# [Material to process]
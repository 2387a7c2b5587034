//! HTTP adapter mapping for domain errors.
//!
//! Keeps the domain error type HTTP-agnostic while letting Actix handlers
//! turn failures into the `{"error": {"code", "message"}}` envelope with a
//! status fixed per error kind.

use actix_web::{HttpResponse, ResponseError, http::StatusCode};
use serde_json::json;
use tracing::error;

use crate::domain::{Error, ErrorCode};

/// Convenient result alias for HTTP handlers.
pub type ApiResult<T> = Result<T, Error>;

fn status_for(code: ErrorCode) -> StatusCode {
    match code {
        ErrorCode::InvalidRequest
        | ErrorCode::ForeignKeyViolation
        | ErrorCode::NoCorrectChoice
        | ErrorCode::MultipleCorrectChoices
        | ErrorCode::DuplicateChoiceContent
        | ErrorCode::ContentTypeError => StatusCode::BAD_REQUEST,
        ErrorCode::ResourceNotFound => StatusCode::NOT_FOUND,
        ErrorCode::DuplicateValue => StatusCode::CONFLICT,
        ErrorCode::PersistenceError
        | ErrorCode::RetrievalError
        | ErrorCode::DeleteError
        | ErrorCode::StorageError
        | ErrorCode::StorageBucketNotFound
        | ErrorCode::StoragePermissionDenied => StatusCode::INTERNAL_SERVER_ERROR,
    }
}

/// Technical failure details stay in the logs; clients get a stable code
/// and a generic phrase.
fn public_message(error: &Error) -> String {
    if error.code().is_domain() {
        return error.message().to_owned();
    }
    match error.code() {
        ErrorCode::RetrievalError => "failed to read from the data store".to_owned(),
        ErrorCode::DeleteError => "failed to delete from the data store".to_owned(),
        ErrorCode::StorageError
        | ErrorCode::StorageBucketNotFound
        | ErrorCode::StoragePermissionDenied => "object storage request failed".to_owned(),
        _ => "failed to write to the data store".to_owned(),
    }
}

impl ResponseError for Error {
    fn status_code(&self) -> StatusCode {
        status_for(self.code())
    }

    fn error_response(&self) -> HttpResponse {
        if !self.code().is_domain() {
            error!(code = self.code().as_str(), detail = self.message(), "technical error");
        }
        HttpResponse::build(self.status_code()).json(json!({
            "error": {
                "code": self.code().as_str(),
                "message": public_message(self),
            }
        }))
    }
}

#[cfg(test)]
mod tests {
    //! Regression coverage for this module.

    use rstest::rstest;

    use super::*;

    #[rstest]
    #[case::not_found(Error::resource_not_found("question 7 not found"), StatusCode::NOT_FOUND)]
    #[case::duplicate(Error::duplicate_value("hash collision"), StatusCode::CONFLICT)]
    #[case::foreign_key(Error::foreign_key_violation("bad ref"), StatusCode::BAD_REQUEST)]
    #[case::no_correct(Error::no_correct_choice("none"), StatusCode::BAD_REQUEST)]
    #[case::content_type(Error::content_type("gif"), StatusCode::BAD_REQUEST)]
    #[case::persistence(Error::persistence("boom"), StatusCode::INTERNAL_SERVER_ERROR)]
    #[case::storage(Error::storage_bucket_not_found("gone"), StatusCode::INTERNAL_SERVER_ERROR)]
    fn statuses_are_fixed_per_kind(#[case] error: Error, #[case] status: StatusCode) {
        assert_eq!(error.status_code(), status);
    }

    #[rstest]
    fn domain_messages_reach_the_client() {
        let error = Error::resource_not_found("question 7 not found");
        assert_eq!(public_message(&error), "question 7 not found");
    }

    #[rstest]
    fn technical_details_are_redacted() {
        let error = Error::persistence("diesel: connection reset by peer");
        let message = public_message(&error);
        assert!(!message.contains("diesel"));
    }

    #[rstest]
    fn envelope_carries_the_stable_code() {
        let error = Error::duplicate_choice_content("duplicate content: 'lima'");
        let response = error.error_response();
        assert_eq!(response.status(), StatusCode::BAD_REQUEST);
    }
}
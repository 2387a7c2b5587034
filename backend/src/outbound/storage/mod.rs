//! Object-storage adapters.

mod signed_url;

pub use signed_url::{ProxySignedStorage, StorageSettings};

# [Task goal]
Begin with the line that has "fn public_message(error: &Error)" in the listing above and end after the line that has "error!(code = self.code().as_str(), detail"; output those lines exactly.

# [Written solution]
fn public_message(error: &Error) -> String {
    if error.code().is_domain() {
        return error.message().to_owned();
    }
    match error.code() {
        ErrorCode::RetrievalError => "failed to read from the data store".to_owned(),
        ErrorCode::DeleteError => "failed to delete from the data store".to_owned(),
        ErrorCode::StorageError
        | ErrorCode::StorageBucketNotFound
        | ErrorCode::StoragePermissionDenied => "object storage request failed".to_owned(),
        _ => "failed to write to the data store".to_owned(),
    }
}

impl ResponseError for Error {
    fn status_code(&self) -> StatusCode {
        status_for(self.code())
    }

    fn error_response(&self) -> HttpResponse {
        if !self.code().is_domain() {
            error!(code = self.code().as_str(), detail = self.message(), "technical error");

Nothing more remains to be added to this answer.